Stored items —
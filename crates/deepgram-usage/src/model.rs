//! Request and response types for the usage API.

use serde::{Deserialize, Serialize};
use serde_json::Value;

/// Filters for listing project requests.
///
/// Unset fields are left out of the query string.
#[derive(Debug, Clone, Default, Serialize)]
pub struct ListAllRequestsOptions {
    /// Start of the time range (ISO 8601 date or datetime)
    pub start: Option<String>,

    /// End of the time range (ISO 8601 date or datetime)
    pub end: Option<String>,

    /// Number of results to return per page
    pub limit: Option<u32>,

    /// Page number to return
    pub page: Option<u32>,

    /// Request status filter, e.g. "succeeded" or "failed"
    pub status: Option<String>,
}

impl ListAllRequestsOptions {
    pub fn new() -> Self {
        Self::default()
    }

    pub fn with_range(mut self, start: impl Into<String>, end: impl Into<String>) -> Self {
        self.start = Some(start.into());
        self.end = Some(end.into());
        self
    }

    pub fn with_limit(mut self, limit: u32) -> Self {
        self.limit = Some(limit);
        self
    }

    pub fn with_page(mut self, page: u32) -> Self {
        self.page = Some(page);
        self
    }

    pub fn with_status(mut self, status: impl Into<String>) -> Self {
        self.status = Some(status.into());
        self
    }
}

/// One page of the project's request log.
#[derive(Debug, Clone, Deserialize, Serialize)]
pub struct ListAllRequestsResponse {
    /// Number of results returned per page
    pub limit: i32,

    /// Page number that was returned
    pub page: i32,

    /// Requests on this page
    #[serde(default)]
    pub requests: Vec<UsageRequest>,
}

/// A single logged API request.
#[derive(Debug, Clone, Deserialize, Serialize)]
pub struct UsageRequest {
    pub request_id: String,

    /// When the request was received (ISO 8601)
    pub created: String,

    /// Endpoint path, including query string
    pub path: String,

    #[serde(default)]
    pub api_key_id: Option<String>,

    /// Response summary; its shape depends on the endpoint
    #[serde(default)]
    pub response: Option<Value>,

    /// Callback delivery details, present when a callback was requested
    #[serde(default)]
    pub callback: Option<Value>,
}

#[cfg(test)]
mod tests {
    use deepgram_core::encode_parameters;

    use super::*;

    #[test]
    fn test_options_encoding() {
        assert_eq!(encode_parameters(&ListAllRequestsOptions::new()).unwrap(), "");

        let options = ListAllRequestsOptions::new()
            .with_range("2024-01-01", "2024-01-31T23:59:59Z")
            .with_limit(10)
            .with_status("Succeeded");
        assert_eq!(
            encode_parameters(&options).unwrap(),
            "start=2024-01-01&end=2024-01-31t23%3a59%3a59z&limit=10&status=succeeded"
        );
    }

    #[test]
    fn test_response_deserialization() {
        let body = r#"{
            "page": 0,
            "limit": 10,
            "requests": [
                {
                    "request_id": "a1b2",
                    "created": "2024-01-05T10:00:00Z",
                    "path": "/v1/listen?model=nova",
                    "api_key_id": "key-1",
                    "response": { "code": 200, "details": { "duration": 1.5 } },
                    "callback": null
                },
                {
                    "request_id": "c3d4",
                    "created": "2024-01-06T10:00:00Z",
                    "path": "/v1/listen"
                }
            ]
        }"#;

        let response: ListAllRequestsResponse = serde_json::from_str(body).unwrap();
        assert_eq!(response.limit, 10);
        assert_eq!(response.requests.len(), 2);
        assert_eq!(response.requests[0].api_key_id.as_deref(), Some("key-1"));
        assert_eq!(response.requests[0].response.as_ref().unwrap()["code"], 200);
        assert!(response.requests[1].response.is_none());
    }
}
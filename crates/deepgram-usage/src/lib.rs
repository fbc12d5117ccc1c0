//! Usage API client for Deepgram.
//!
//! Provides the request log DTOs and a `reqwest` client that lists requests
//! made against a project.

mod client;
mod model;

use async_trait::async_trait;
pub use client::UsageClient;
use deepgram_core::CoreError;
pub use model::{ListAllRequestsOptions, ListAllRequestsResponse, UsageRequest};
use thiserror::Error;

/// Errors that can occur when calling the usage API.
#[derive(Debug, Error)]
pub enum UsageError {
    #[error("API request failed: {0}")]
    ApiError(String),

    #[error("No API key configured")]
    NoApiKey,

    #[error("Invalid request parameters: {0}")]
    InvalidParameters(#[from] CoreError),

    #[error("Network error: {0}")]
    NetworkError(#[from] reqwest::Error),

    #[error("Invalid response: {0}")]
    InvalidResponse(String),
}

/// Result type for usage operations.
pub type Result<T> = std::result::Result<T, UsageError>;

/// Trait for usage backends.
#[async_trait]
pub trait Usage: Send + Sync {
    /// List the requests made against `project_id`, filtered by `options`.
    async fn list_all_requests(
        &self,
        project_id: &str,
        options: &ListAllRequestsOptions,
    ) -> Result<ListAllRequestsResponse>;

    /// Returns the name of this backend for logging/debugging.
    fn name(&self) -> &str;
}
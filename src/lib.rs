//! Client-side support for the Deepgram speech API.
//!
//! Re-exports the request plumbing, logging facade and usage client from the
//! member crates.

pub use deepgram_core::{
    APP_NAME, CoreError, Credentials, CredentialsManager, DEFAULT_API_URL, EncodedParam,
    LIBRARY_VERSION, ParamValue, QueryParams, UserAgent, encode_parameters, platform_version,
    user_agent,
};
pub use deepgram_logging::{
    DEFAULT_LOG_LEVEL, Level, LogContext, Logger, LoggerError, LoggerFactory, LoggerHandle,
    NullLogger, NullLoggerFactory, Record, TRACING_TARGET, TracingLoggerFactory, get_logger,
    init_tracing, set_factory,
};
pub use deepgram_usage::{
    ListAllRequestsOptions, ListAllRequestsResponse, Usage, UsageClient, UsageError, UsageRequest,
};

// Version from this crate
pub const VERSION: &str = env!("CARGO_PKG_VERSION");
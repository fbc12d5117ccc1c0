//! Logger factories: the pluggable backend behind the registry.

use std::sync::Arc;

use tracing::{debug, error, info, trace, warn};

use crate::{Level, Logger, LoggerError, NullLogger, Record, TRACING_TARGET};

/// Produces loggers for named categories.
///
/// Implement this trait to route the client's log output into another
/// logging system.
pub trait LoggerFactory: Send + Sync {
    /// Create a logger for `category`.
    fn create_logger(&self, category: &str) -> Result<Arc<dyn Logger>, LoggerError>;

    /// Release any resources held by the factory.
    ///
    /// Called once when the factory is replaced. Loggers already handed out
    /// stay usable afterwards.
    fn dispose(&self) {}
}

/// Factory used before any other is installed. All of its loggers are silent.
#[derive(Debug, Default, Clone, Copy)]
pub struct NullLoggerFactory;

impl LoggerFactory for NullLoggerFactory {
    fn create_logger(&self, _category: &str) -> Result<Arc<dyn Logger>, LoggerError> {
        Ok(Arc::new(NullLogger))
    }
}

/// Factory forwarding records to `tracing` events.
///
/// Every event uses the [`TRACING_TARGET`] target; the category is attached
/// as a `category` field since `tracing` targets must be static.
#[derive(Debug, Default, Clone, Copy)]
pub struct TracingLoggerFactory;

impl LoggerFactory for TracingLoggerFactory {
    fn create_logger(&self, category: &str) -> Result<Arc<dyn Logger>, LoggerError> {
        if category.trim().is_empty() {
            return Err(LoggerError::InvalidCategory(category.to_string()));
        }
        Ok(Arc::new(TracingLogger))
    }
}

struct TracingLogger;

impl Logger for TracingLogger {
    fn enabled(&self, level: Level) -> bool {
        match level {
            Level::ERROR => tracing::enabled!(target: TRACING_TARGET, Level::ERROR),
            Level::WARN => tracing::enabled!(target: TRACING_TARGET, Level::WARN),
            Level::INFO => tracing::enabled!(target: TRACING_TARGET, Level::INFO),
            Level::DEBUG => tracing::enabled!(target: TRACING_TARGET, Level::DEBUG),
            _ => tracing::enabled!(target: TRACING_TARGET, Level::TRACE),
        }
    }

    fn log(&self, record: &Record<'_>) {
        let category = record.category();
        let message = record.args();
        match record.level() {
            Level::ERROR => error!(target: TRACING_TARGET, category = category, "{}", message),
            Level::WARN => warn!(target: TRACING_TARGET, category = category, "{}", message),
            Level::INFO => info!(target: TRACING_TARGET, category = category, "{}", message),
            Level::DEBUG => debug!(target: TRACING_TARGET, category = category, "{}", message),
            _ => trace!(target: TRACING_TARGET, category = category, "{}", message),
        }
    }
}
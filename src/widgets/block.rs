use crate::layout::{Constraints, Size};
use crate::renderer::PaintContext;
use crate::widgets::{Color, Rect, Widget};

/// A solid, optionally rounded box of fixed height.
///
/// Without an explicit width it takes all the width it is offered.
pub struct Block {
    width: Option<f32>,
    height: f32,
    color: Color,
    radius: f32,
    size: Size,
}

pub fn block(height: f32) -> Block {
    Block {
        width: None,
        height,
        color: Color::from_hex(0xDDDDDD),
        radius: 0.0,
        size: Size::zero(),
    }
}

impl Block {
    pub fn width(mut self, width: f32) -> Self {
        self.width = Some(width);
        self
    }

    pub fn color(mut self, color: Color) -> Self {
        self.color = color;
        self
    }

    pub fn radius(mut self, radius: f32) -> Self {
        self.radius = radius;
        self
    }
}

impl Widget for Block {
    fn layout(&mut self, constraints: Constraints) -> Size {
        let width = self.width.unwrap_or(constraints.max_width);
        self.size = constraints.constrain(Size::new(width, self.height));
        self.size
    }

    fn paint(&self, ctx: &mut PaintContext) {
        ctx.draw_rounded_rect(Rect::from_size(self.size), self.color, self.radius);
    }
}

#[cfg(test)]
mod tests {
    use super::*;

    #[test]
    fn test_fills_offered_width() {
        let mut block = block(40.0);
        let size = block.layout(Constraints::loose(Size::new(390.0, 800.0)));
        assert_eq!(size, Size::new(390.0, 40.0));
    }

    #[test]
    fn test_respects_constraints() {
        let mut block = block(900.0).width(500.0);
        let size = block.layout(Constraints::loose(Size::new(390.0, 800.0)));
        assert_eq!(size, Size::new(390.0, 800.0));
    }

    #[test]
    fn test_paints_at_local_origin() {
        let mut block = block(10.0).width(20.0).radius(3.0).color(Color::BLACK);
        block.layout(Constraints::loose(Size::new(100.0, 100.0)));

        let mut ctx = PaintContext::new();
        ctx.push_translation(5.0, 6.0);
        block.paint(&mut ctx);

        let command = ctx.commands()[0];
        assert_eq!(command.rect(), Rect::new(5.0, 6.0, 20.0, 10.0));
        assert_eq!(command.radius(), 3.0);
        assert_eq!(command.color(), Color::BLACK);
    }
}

Instructions for the task — Please transcribe exactly the lines above from the line that has "for usage backends." up to and including the line that has "Create a logger"; no other line belongs in the answer.

Task output —
/// Trait for usage backends.
#[async_trait]
pub trait Usage: Send + Sync {
    /// List the requests made against `project_id`, filtered by `options`.
    async fn list_all_requests(
        &self,
        project_id: &str,
        options: &ListAllRequestsOptions,
    ) -> Result<ListAllRequestsResponse>;

    /// Returns the name of this backend for logging/debugging.
    fn name(&self) -> &str;
}
filename src/lib.rs
//! Client-side support for the Deepgram speech API.
//!
//! Re-exports the request plumbing, logging facade and usage client from the
//! member crates.

pub use deepgram_core::{
    APP_NAME, CoreError, Credentials, CredentialsManager, DEFAULT_API_URL, EncodedParam,
    LIBRARY_VERSION, ParamValue, QueryParams, UserAgent, encode_parameters, platform_version,
    user_agent,
};
pub use deepgram_logging::{
    DEFAULT_LOG_LEVEL, Level, LogContext, Logger, LoggerError, LoggerFactory, LoggerHandle,
    NullLogger, NullLoggerFactory, Record, TRACING_TARGET, TracingLoggerFactory, get_logger,
    init_tracing, set_factory,
};
pub use deepgram_usage::{
    ListAllRequestsOptions, ListAllRequestsResponse, Usage, UsageClient, UsageError, UsageRequest,
};

// Version from this crate
pub const VERSION: &str = env!("CARGO_PKG_VERSION");
repository fbc12d5117ccc1c0
//! Logger factories: the pluggable backend behind the registry.

use std::sync::Arc;

use tracing::{debug, error, info, trace, warn};

use crate::{Level, Logger, LoggerError, NullLogger, Record, TRACING_TARGET};

/// Produces loggers for named categories.
///
/// Implement this trait to route the client's log output into another
/// logging system.
pub trait LoggerFactory: Send + Sync {
    /// Create a logger for `category`.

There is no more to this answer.